By demonstrating knowledge of the prospect’s market in your initial sales email, you can build credibility with this person. You’re not only knowledgeable about their business, but you’ve taken the time to study their competitors and can now help implement an effective strategy for change.
3) Will my name be familiar?
With an average response rate of 1.7%, the cold email is clearly losing its effectiveness.
Why? It lacks context. Today, we all screen our calls and emails. If we’re unfamiliar with the person reaching out to us, we’ll probably ignore them.
If the prospect doesn’t recognize your name, their initial reaction might be to hit the “report spam” button on your email. In sales, this a less-than-ideal outcome.
So instead of this person seeing your name for the first time in their inbox, aim to become familiar online first. To create rapport with a person before you begin email prospecting, connect with them on social media, comment on a blog post they’ve written, or reach out to a mutual connection and ask for an introduction. All three of these techniques give you a chance to spark a discussion and make your name familiar.
4) Do I have the right mindset?
Approaching a sale with the mindset of helping, guiding, and offering clarification is the mindset of the modern rep. According to CEB, today’s buyer is going through almost two-thirds of the journey without talking to anyone in sales. With this in mind, reps need to adjust and be ready to embrace the "always be helping" mentality, instead of "always be closing."
This takes the stigma of an annoying, pesky, or pushy sales rep out of the equation because you’re looking to guide prospects through their buying journey. If write your email thinking you have to close, you might shove your product down their throat or force them through the funnel faster than they want to go.
5) What’s the value of this email?
What does the prospect get out of your message? What insights can you offer them in this email that they can’t get somewhere else?
Keep in mind that any touch can be the deciding factor behind whether or not this person buys from you. Bothering a prospect with an email they don’t need can be the downfall of a rep -- before the sale ever begins.
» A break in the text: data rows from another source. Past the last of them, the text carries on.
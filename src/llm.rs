//! Language model implementations and abstractions.

use std::collections::VecDeque;
use std::sync::{Arc, Mutex};
use std::time::Duration;

use async_trait::async_trait;
use serde::{Deserialize, Serialize};
use serde_json::{json, Value};

use crate::config::{Credentials, ModelConfig};
use crate::error::{AssistantError, Result};
use crate::message::{ConversationTurn, Role, ToolCall};
use crate::tool::ToolDescription;

/// Result of a chat completion request.
#[derive(Debug, Clone, PartialEq, Serialize)]
pub struct ModelCompletion {
    pub content: Option<String>,
    pub tool_calls: Vec<ToolCall>,
}

impl ModelCompletion {
    pub fn text(content: impl Into<String>) -> Self {
        Self {
            content: Some(content.into()),
            tool_calls: Vec::new(),
        }
    }

    pub fn calls(tool_calls: Vec<ToolCall>) -> Self {
        Self {
            content: None,
            tool_calls,
        }
    }
}

/// Minimal abstraction around a chat completion provider.
#[async_trait]
pub trait LanguageModel: Send + Sync {
    async fn complete_chat(
        &self,
        messages: &[ConversationTurn],
        tools: &[ToolDescription],
    ) -> Result<ModelCompletion>;
}

/// Builds the model a session talks to from that session's credentials.
pub type ModelFactory =
    Arc<dyn Fn(&Credentials) -> Result<Arc<dyn LanguageModel>> + Send + Sync>;

/// Factory for the configured provider. Every model it builds shares one
/// HTTP connection pool.
pub fn model_factory(cfg: ModelConfig) -> Result<ModelFactory> {
    match cfg.provider.to_ascii_lowercase().as_str() {
        "openai" => {
            let http = OpenAIClient::http_client(&cfg)?;
            Ok(Arc::new(move |creds: &Credentials| -> Result<Arc<dyn LanguageModel>> {
                let client = OpenAIClient::with_http(http.clone(), &cfg, creds)?;
                Ok(Arc::new(client) as Arc<dyn LanguageModel>)
            }))
        }
        other => Err(AssistantError::Config(format!(
            "unsupported model provider `{other}`"
        ))),
    }
}

fn coalesce_error(status: reqwest::StatusCode, body: &str, provider: &str) -> AssistantError {
    if status == reqwest::StatusCode::TOO_MANY_REQUESTS {
        return AssistantError::LanguageModel(format!("{provider} rate limit exceeded: {body}"));
    }
    AssistantError::LanguageModel(format!("{provider} request failed with {}: {body}", status))
}

fn serialize_tool_arguments(args: &Value) -> String {
    serde_json::to_string(args).unwrap_or_else(|_| args.to_string())
}

#[derive(Clone)]
pub struct OpenAIClient {
    http: reqwest::Client,
    model: String,
    api_key: String,
    base_url: String,
    organization: Option<String>,
}

impl OpenAIClient {
    pub fn from_config(cfg: &ModelConfig, credentials: &Credentials) -> Result<Self> {
        Self::with_http(Self::http_client(cfg)?, cfg, credentials)
    }

    fn http_client(cfg: &ModelConfig) -> Result<reqwest::Client> {
        reqwest::Client::builder()
            .timeout(Duration::from_secs(cfg.timeout_secs))
            .build()
            .map_err(|err| AssistantError::LanguageModel(format!("http client error: {err}")))
    }

    /// Build a client for `credentials` on an existing connection pool.
    pub fn with_http(
        http: reqwest::Client,
        cfg: &ModelConfig,
        credentials: &Credentials,
    ) -> Result<Self> {
        let api_key = credentials
            .current()
            .map(str::to_string)
            .ok_or_else(|| AssistantError::Config("missing OpenAI API key".into()))?;
        let base_url = cfg
            .base_url
            .clone()
            .unwrap_or_else(|| "https://api.openai.com/v1".to_string());
        Ok(Self {
            http,
            model: cfg.model.clone(),
            api_key,
            base_url,
            organization: cfg.organization.clone(),
        })
    }

    fn to_openai_messages(&self, messages: &[ConversationTurn]) -> Vec<OpenAiMessage> {
        let mut built = Vec::new();
        for (index, message) in messages.iter().enumerate() {
            let role = match message.role {
                Role::System => "system",
                Role::User => "user",
                Role::Assistant => "assistant",
                Role::Tool => "tool",
            }
            .to_string();

            if let Some(call) = &message.tool_call {
                built.push(OpenAiMessage {
                    role,
                    content: (!message.content.is_empty()).then(|| message.content.clone()),
                    tool_call_id: None,
                    tool_calls: Some(vec![OpenAiToolCall {
                        id: Some(call_id(call.id.as_deref(), index)),
                        r#type: "function".to_string(),
                        function: OpenAiFunctionCall {
                            name: call.name.clone(),
                            arguments: serialize_tool_arguments(&call.arguments),
                        },
                    }]),
                });
                continue;
            }

            // A tool result answers the request turn directly before it.
            let tool_call_id = message.tool_response.as_ref().map(|response| {
                call_id(response.call_id.as_deref(), index.saturating_sub(1))
            });

            built.push(OpenAiMessage {
                role,
                content: Some(message.content.clone()),
                tool_call_id,
                tool_calls: None,
            });
        }
        built
    }

    fn to_openai_tools(&self, tools: &[ToolDescription]) -> Option<Vec<OpenAiTool>> {
        if tools.is_empty() {
            return None;
        }

        Some(
            tools
                .iter()
                .map(|tool| OpenAiTool {
                    r#type: "function".to_string(),
                    function: OpenAiFunction {
                        name: tool.name.clone(),
                        description: Some(tool.description.clone()),
                        parameters: tool.parameters.clone(),
                    },
                })
                .collect(),
        )
    }
}

fn call_id(id: Option<&str>, index: usize) -> String {
    id.map(str::to_string)
        .unwrap_or_else(|| format!("call_{index}"))
}

#[async_trait]
impl LanguageModel for OpenAIClient {
    async fn complete_chat(
        &self,
        messages: &[ConversationTurn],
        tools: &[ToolDescription],
    ) -> Result<ModelCompletion> {
        let mut payload = json!({
            "model": self.model,
            "messages": self.to_openai_messages(messages),
        });
        if let Some(tools) = self.to_openai_tools(tools) {
            payload["tools"] = serde_json::to_value(tools)?;
            payload["tool_choice"] = Value::String("auto".to_string());
        }

        let mut builder = self
            .http
            .post(format!("{}/chat/completions", self.base_url.trim_end_matches('/')))
            .header(
                reqwest::header::AUTHORIZATION,
                format!("Bearer {}", self.api_key),
            );
        if let Some(org) = &self.organization {
            builder = builder.header("OpenAI-Organization", org);
        }
        let resp = builder
            .json(&payload)
            .send()
            .await
            .map_err(|err| AssistantError::LanguageModel(format!("OpenAI request error: {err}")))?;

        if !resp.status().is_success() {
            let status = resp.status();
            let body = resp.text().await.unwrap_or_default();
            return Err(coalesce_error(status, &body, "openai"));
        }

        let body: OpenAiResponse = resp.json().await.map_err(|err| {
            AssistantError::LanguageModel(format!("OpenAI response parse error: {err}"))
        })?;

        let first = body
            .choices
            .into_iter()
            .next()
            .ok_or_else(|| AssistantError::LanguageModel("OpenAI returned no choices".into()))?;

        let mut tool_calls = Vec::new();
        if let Some(calls) = first.message.tool_calls {
            for call in calls {
                let args = serde_json::from_str(&call.function.arguments)
                    .unwrap_or_else(|_| Value::String(call.function.arguments.clone()));
                tool_calls.push(ToolCall {
                    id: call.id,
                    name: call.function.name,
                    arguments: args,
                });
            }
        }

        Ok(ModelCompletion {
            content: first.message.content,
            tool_calls,
        })
    }
}

/// Scripted model for tests and offline runs.
///
/// Each response is a JSON directive: `{"action":"respond","content":...}`,
/// `{"action":"call_tool","name":...,"arguments":{...}}` or
/// `{"action":"call_tools","calls":[{"name":...,"arguments":{...}}]}`.
/// Anything else is returned verbatim as assistant text.
pub struct StubModel {
    responses: Mutex<VecDeque<String>>,
    requests: Mutex<Vec<Vec<ConversationTurn>>>,
}

impl StubModel {
    pub fn new(responses: Vec<String>) -> Arc<Self> {
        Arc::new(Self {
            responses: Mutex::new(responses.into()),
            requests: Mutex::new(Vec::new()),
        })
    }

    /// Conversations the model has been asked to complete, in order.
    pub fn requests(&self) -> Vec<Vec<ConversationTurn>> {
        self.requests
            .lock()
            .map(|seen| seen.clone())
            .unwrap_or_default()
    }

    /// Scripted responses not yet consumed.
    pub fn remaining(&self) -> usize {
        self.responses.lock().map(|r| r.len()).unwrap_or(0)
    }
}

#[derive(Debug, Deserialize)]
#[serde(tag = "action", rename_all = "snake_case")]
enum StubDirective {
    Respond { content: String },
    CallTool { name: String, arguments: Value },
    CallTools { calls: Vec<ToolCall> },
}

#[async_trait]
impl LanguageModel for StubModel {
    async fn complete_chat(
        &self,
        messages: &[ConversationTurn],
        _tools: &[ToolDescription],
    ) -> Result<ModelCompletion> {
        let poisoned = || AssistantError::LanguageModel("stub model poisoned".into());
        self.requests
            .lock()
            .map_err(|_| poisoned())?
            .push(messages.to_vec());
        let raw = self
            .responses
            .lock()
            .map_err(|_| poisoned())?
            .pop_front()
            .ok_or_else(|| {
                AssistantError::LanguageModel("StubModel ran out of scripted responses".into())
            })?;

        match serde_json::from_str::<StubDirective>(&raw) {
            Ok(StubDirective::Respond { content }) => Ok(ModelCompletion::text(content)),
            Ok(StubDirective::CallTool { name, arguments }) => {
                Ok(ModelCompletion::calls(vec![ToolCall::new(name, arguments)]))
            }
            Ok(StubDirective::CallTools { calls }) => Ok(ModelCompletion::calls(calls)),
            Err(_) => Ok(ModelCompletion::text(raw)),
        }
    }
}

#[derive(Debug, Serialize, Deserialize)]
struct OpenAiMessage {
    role: String,
    #[serde(skip_serializing_if = "Option::is_none")]
    content: Option<String>,
    #[serde(skip_serializing_if = "Option::is_none")]
    tool_call_id: Option<String>,
    #[serde(skip_serializing_if = "Option::is_none")]
    tool_calls: Option<Vec<OpenAiToolCall>>,
}

#[derive(Debug, Serialize, Deserialize)]
struct OpenAiToolCall {
    #[serde(skip_serializing_if = "Option::is_none")]
    id: Option<String>,
    r#type: String,
    function: OpenAiFunctionCall,
}

#[derive(Debug, Serialize, Deserialize)]
struct OpenAiFunctionCall {
    name: String,
    arguments: String,
}

#[derive(Debug, Serialize, Deserialize)]
struct OpenAiTool {
    r#type: String,
    function: OpenAiFunction,
}

#[derive(Debug, Serialize, Deserialize)]
struct OpenAiFunction {
    name: String,
    #[serde(skip_serializing_if = "Option::is_none")]
    description: Option<String>,
    #[serde(skip_serializing_if = "Option::is_none")]
    parameters: Option<Value>,
}

#[derive(Debug, Deserialize)]
struct OpenAiResponse {
    choices: Vec<OpenAiChoice>,
}

#[derive(Debug, Deserialize)]
struct OpenAiChoice {
    message: OpenAiChoiceMessage,
}

#[derive(Debug, Deserialize)]
struct OpenAiChoiceMessage {
    content: Option<String>,
    #[serde(default)]
    tool_calls: Option<Vec<OpenAiToolCall>>,
}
When you’re able to offer value from the jump, you prompt responses and move the conversation forward.
Here are a few things you can include to make your email valuable:
- Offer a strategy suggestion
- Reference a mutual connection
- Include a blog post about your product
- Send a customer review
6) What action do I want the recipient to take?
What’s the goal of this email? Do you want the prospect to reach out when they need more information or are you looking to set up a product demonstration?
Reps can often forget to include a call-to-action in their emails, making it difficult for the prospect to respond. Without giving prospects a defined next step, it can be a challenge to move forward.
Here are some examples of calls-to-action reps can include in their sales emails:
- Include a calendar invite
- Provide a case study and ask the buyer to read it
- Ask when they’re free for a discussion
- Send them to a piece of content for review
- Ask a question about something they’ve written
The introductory email sets the tone for the relationship. Before you reach out, ask yourself these six questions to determine whether or not you’re fully prepared to send that email. If you can’t answer all of these questions, hit the reset button and get back to the drawing board.